* [Records for processing]:
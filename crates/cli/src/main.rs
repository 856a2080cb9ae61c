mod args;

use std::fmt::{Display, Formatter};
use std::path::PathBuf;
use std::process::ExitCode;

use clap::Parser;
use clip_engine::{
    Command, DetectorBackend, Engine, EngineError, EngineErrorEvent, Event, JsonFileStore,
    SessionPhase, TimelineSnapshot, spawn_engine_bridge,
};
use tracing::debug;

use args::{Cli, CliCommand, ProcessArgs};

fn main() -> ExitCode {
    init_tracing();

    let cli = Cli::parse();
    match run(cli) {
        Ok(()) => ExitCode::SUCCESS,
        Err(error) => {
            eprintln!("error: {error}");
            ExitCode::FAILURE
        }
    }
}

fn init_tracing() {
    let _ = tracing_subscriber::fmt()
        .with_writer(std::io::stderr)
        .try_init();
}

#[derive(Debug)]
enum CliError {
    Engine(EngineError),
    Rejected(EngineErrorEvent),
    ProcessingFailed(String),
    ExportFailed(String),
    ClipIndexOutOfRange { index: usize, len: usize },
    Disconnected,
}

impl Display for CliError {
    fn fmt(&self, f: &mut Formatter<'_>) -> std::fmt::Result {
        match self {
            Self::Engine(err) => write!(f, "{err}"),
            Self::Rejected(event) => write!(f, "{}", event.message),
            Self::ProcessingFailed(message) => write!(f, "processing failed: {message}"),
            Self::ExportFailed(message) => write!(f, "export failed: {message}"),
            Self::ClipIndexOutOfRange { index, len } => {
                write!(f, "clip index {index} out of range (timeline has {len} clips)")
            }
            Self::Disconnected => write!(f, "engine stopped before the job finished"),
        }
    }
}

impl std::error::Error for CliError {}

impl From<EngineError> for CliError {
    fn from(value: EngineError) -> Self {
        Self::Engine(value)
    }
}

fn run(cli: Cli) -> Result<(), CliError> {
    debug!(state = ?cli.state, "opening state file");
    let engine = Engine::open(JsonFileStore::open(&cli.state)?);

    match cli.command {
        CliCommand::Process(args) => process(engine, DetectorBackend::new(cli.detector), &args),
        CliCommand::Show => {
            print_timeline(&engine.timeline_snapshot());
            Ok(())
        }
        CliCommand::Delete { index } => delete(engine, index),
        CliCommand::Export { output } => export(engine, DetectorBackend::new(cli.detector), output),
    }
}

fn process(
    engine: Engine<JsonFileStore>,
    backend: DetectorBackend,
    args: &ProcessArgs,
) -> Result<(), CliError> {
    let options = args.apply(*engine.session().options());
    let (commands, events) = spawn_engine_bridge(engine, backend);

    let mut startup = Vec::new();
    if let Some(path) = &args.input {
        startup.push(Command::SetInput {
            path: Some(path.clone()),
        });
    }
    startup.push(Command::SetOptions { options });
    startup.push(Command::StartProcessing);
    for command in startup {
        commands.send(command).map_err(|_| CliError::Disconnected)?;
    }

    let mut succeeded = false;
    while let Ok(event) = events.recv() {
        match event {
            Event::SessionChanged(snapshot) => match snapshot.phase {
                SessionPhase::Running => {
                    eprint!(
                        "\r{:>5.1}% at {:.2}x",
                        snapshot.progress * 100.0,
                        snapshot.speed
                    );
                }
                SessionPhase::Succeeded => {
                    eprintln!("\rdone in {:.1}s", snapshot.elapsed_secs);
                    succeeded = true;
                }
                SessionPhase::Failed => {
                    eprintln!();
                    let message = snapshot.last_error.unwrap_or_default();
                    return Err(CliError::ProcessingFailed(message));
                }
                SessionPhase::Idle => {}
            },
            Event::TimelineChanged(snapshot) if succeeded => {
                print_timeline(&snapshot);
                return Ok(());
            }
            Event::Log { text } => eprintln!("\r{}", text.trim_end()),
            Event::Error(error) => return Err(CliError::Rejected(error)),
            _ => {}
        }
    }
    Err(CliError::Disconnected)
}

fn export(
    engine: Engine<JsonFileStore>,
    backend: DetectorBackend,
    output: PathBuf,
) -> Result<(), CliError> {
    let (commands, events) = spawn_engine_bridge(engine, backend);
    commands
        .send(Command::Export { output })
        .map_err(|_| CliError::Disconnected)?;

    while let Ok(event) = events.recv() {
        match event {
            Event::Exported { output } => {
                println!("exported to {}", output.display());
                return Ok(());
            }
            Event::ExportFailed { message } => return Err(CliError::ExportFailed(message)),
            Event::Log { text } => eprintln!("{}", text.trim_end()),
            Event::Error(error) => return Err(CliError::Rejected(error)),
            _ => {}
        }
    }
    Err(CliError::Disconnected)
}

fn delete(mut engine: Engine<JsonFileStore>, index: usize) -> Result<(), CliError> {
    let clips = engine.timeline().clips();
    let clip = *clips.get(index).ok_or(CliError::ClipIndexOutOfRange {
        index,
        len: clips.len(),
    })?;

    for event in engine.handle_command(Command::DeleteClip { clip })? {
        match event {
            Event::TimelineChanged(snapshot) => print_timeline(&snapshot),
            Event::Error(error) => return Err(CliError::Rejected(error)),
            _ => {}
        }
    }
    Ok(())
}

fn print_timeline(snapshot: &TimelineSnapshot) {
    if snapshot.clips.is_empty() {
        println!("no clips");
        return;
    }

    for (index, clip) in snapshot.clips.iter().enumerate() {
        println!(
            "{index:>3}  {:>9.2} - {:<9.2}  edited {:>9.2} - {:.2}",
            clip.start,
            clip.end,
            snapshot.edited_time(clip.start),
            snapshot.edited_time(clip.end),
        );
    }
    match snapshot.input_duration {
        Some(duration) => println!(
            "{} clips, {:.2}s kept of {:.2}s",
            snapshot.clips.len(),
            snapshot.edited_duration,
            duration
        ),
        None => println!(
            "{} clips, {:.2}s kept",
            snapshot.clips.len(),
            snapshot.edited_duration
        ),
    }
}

* [Description of the task]: Find the lines in the data that include "text", then copy each of them.

* [Worked solution]:
            Event::Log { text } => eprintln!("\r{}", text.trim_end()),
            Event::Log { text } => eprintln!("{}", text.trim_end()),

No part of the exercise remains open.